ゾンビを通して見る、「人間」

 この作品で何よりも面白いのは、その設定だ。
 ”ゾンビ”と聞けば誰もが、「生きている人間を見つけ次第、仲間にしようと追ってくるもの」という風に思うだろう。しかしこの作品は、違う。この作品内でのゾンビは、人を襲わない、少し悲しい。そんなゾンビなのである。


 主人公は生きている人間だ。そして普通の生活を送りつつも、とある仕事をしている。ほんの少し、後ろめたさを感じながら。

 この主人公の仕事は、生前と同じ行動を繰り返すゾンビを「幸福」にすること。ゾンビの望む「人物」になり、そこで生活をする。
 主人公はその仕事は、誰のことも不幸にしていないと思っていた。「彼女」に出会うまでは。

 この「彼女」もいい役割をしていた。主人公が関わる、数少ない「生者」である。初対面での印象は、お互い最悪なものだったのだろう。しかし段々彼らは打ち解けていく。その生活を楽しむようになってくる。



 この作品で私は、一つの死生観を見たように思う。どこから人間は「生きている」ということになるのか。どこから「死んだ」と定義されるのか。「人間」とは何か。

 彼女は最後、生者だけで生きていくことを決めた。対して主人公は、「人間」と生きていくことを決めた。

 主人公は「ゾンビ」を「人間」と見なした。

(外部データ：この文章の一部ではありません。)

// Workspace manager implementation
// reason: tempfile gives unique names and removal on drop

use async_trait::async_trait;
use std::path::{Path, PathBuf};
use tempfile::TempDir;
use tracing::{debug, warn};

use tfdeploy_core::domain::{IacSource, JobId};
use tfdeploy_core::error::Result;
use tfdeploy_core::port::{Workspace, WorkspaceManager};

/// File the caller's source is written to
pub const MAIN_FILE: &str = "main.tf";

/// File synthesized when the source declares no provider
pub const PROVIDER_FILE: &str = "provider.tf";

/// Substring that counts as "source already configures the provider"
pub const PROVIDER_MARKER: &str = "provider \"digitalocean\"";

/// Substring that counts as "source already pins its providers"
pub const REQUIRED_PROVIDERS_MARKER: &str = "required_providers";

/// Provider requirement, left out when the source pins its own
const REQUIRED_PROVIDERS_BLOCK: &str = r#"terraform {
  required_providers {
    digitalocean = {
      source  = "digitalocean/digitalocean"
      version = "~> 2.0"
    }
  }
}
"#;

/// Empty provider block; the token reaches it through the environment
const PROVIDER_BLOCK: &str = "provider \"digitalocean\" {}\n";

/// `provider.tf` contents for `source`, or `None` when it configures the provider itself.
///
/// Terraform refuses a module with two `required_providers` blocks, so the
/// requirement is only added when the source has none.
fn synthesized_provider(source: &IacSource) -> Option<String> {
    if source.contains(PROVIDER_MARKER) {
        return None;
    }
    if source.contains(REQUIRED_PROVIDERS_MARKER) {
        Some(PROVIDER_BLOCK.to_string())
    } else {
        Some(format!("{}\n{}", REQUIRED_PROVIDERS_BLOCK, PROVIDER_BLOCK))
    }
}

/// Creates one uniquely named directory per job under `root`
pub struct TempWorkspaceManager {
    root: PathBuf,
}

impl TempWorkspaceManager {
    pub fn new(root: impl Into<PathBuf>) -> Self {
        Self { root: root.into() }
    }

    pub fn root(&self) -> &Path {
        &self.root
    }
}

struct TempWorkspace {
    dir: TempDir,
}

impl Workspace for TempWorkspace {
    fn path(&self) -> &Path {
        self.dir.path()
    }

    fn teardown(self: Box<Self>) {
        let path = self.dir.path().to_path_buf();
        match self.dir.close() {
            Ok(()) => debug!(path = %path.display(), "Workspace removed"),
            Err(e) => warn!(path = %path.display(), error = %e, "Workspace cleanup failed"),
        }
    }
}

#[async_trait]
impl WorkspaceManager for TempWorkspaceManager {
    async fn prepare(&self, job_id: &JobId, source: &IacSource) -> Result<Box<dyn Workspace>> {
        tokio::fs::create_dir_all(&self.root).await?;

        // Dropping `dir` on any early return below removes the half-built workspace
        let dir = tempfile::Builder::new()
            .prefix(&format!("tfdeploy-{}-", job_id))
            .tempdir_in(&self.root)?;

        tokio::fs::write(dir.path().join(MAIN_FILE), source.as_str()).await?;

        if let Some(provider) = synthesized_provider(source) {
            tokio::fs::write(dir.path().join(PROVIDER_FILE), provider).await?;
            debug!(job_id = %job_id, "Synthesized provider configuration");
        }

        debug!(job_id = %job_id, path = %dir.path().display(), "Workspace created");
        Ok(Box::new(TempWorkspace { dir }))
    }
}

#[cfg(test)]
mod tests {
    use super::*;

    fn source(text: &str) -> IacSource {
        IacSource::parse(text).unwrap()
    }

    #[tokio::test]
    async fn test_prepare_writes_source_verbatim() {
        let root = tempfile::tempdir().unwrap();
        let manager = TempWorkspaceManager::new(root.path());
        let code = "resource \"digitalocean_droplet\" \"web\" {\n  name = \"web-1\"\n}\n";

        let ws = manager.prepare(&"job-1".to_string(), &source(code)).await.unwrap();

        let written = std::fs::read_to_string(ws.path().join(MAIN_FILE)).unwrap();
        assert_eq!(written, code);
        assert!(ws.path().starts_with(root.path()));
        assert!(ws
            .path()
            .file_name()
            .unwrap()
            .to_string_lossy()
            .starts_with("tfdeploy-job-1-"));
        ws.teardown();
    }

    #[tokio::test]
    async fn test_provider_synthesized_when_missing() {
        let root = tempfile::tempdir().unwrap();
        let manager = TempWorkspaceManager::new(root.path());

        let ws = manager
            .prepare(&"job-1".to_string(), &source("resource \"x\" {}"))
            .await
            .unwrap();

        let provider = std::fs::read_to_string(ws.path().join(PROVIDER_FILE)).unwrap();
        assert!(provider.contains(PROVIDER_MARKER));
        assert!(provider.contains("digitalocean/digitalocean"));
        ws.teardown();
    }

    #[tokio::test]
    async fn test_provider_not_synthesized_when_declared() {
        let root = tempfile::tempdir().unwrap();
        let manager = TempWorkspaceManager::new(root.path());
        let code = "provider \"digitalocean\" {\n  token = var.do_token\n}\n";

        let ws = manager.prepare(&"job-1".to_string(), &source(code)).await.unwrap();

        assert!(!ws.path().join(PROVIDER_FILE).exists());
        ws.teardown();
    }

    #[tokio::test]
    async fn test_required_providers_not_duplicated() {
        let root = tempfile::tempdir().unwrap();
        let manager = TempWorkspaceManager::new(root.path());
        let code = r#"terraform {
  required_providers {
    digitalocean = {
      source = "digitalocean/digitalocean"
    }
  }
}

resource "digitalocean_droplet" "web" {}
"#;

        let ws = manager.prepare(&"job-1".to_string(), &source(code)).await.unwrap();

        let provider = std::fs::read_to_string(ws.path().join(PROVIDER_FILE)).unwrap();
        assert!(provider.contains(PROVIDER_MARKER));
        assert!(!provider.contains(REQUIRED_PROVIDERS_MARKER));
        ws.teardown();
    }

    #[test]
    fn test_synthesized_provider_variants() {
        let full = synthesized_provider(&source("resource \"x\" {}")).unwrap();
        assert!(full.contains(REQUIRED_PROVIDERS_MARKER));
        assert!(full.ends_with(PROVIDER_BLOCK));

        let bare = synthesized_provider(&source("terraform {\n  required_providers {}\n}\n")).unwrap();
        assert_eq!(bare, PROVIDER_BLOCK);

        assert!(synthesized_provider(&source("provider \"digitalocean\" {}")).is_none());
    }

    #[tokio::test]
    async fn test_teardown_removes_directory() {
        let root = tempfile::tempdir().unwrap();
        let manager = TempWorkspaceManager::new(root.path());

        let ws = manager
            .prepare(&"job-1".to_string(), &source("resource \"x\" {}"))
            .await
            .unwrap();
        let path = ws.path().to_path_buf();
        std::fs::create_dir(path.join(".terraform")).unwrap();
        std::fs::write(path.join(".terraform/lock"), "x").unwrap();

        ws.teardown();
        assert!(!path.exists());
    }

    #[tokio::test]
    async fn test_drop_removes_directory() {
        let root = tempfile::tempdir().unwrap();
        let manager = TempWorkspaceManager::new(root.path());

        let ws = manager
            .prepare(&"job-1".to_string(), &source("resource \"x\" {}"))
            .await
            .unwrap();
        let path = ws.path().to_path_buf();

        drop(ws);
        assert!(!path.exists());
    }

    #[tokio::test]
    async fn test_teardown_tolerates_missing_directory() {
        let root = tempfile::tempdir().unwrap();
        let manager = TempWorkspaceManager::new(root.path());

        let ws = manager
            .prepare(&"job-1".to_string(), &source("resource \"x\" {}"))
            .await
            .unwrap();
        std::fs::remove_dir_all(ws.path()).unwrap();

        ws.teardown(); // must not panic
    }

    #[tokio::test]
    async fn test_jobs_never_share_a_workspace() {
        let root = tempfile::tempdir().unwrap();
        let manager = TempWorkspaceManager::new(root.path());
        let src = source("resource \"x\" {}");

        let a = manager.prepare(&"same".to_string(), &src).await.unwrap();
        let b = manager.prepare(&"same".to_string(), &src).await.unwrap();

        assert_ne!(a.path(), b.path());
        a.teardown();
        b.teardown();
    }

    #[tokio::test]
    async fn test_missing_root_is_created() {
        let parent = tempfile::tempdir().unwrap();
        let manager = TempWorkspaceManager::new(parent.path().join("nested/root"));

        let ws = manager
            .prepare(&"job-1".to_string(), &source("resource \"x\" {}"))
            .await
            .unwrap();

        assert!(manager.root().is_dir());
        ws.teardown();
    }
}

例え死んでいるとしても。その体に、大事な記憶が残っているから。自分もいつか、死んでしまうかもしれないけれど、「人間」を「幸福」にする仕事を、続けていく。
 彼女と生きた記憶を大事に抱え、そして母に迎え入れられ、「ただいま」と口にするのだ。



 なんだか、身近にいる大事な人に会いたくなるような、そんな作品だった。

 綺麗で、悲しくて、切ない。ぜひ色々な人に一読してほしい。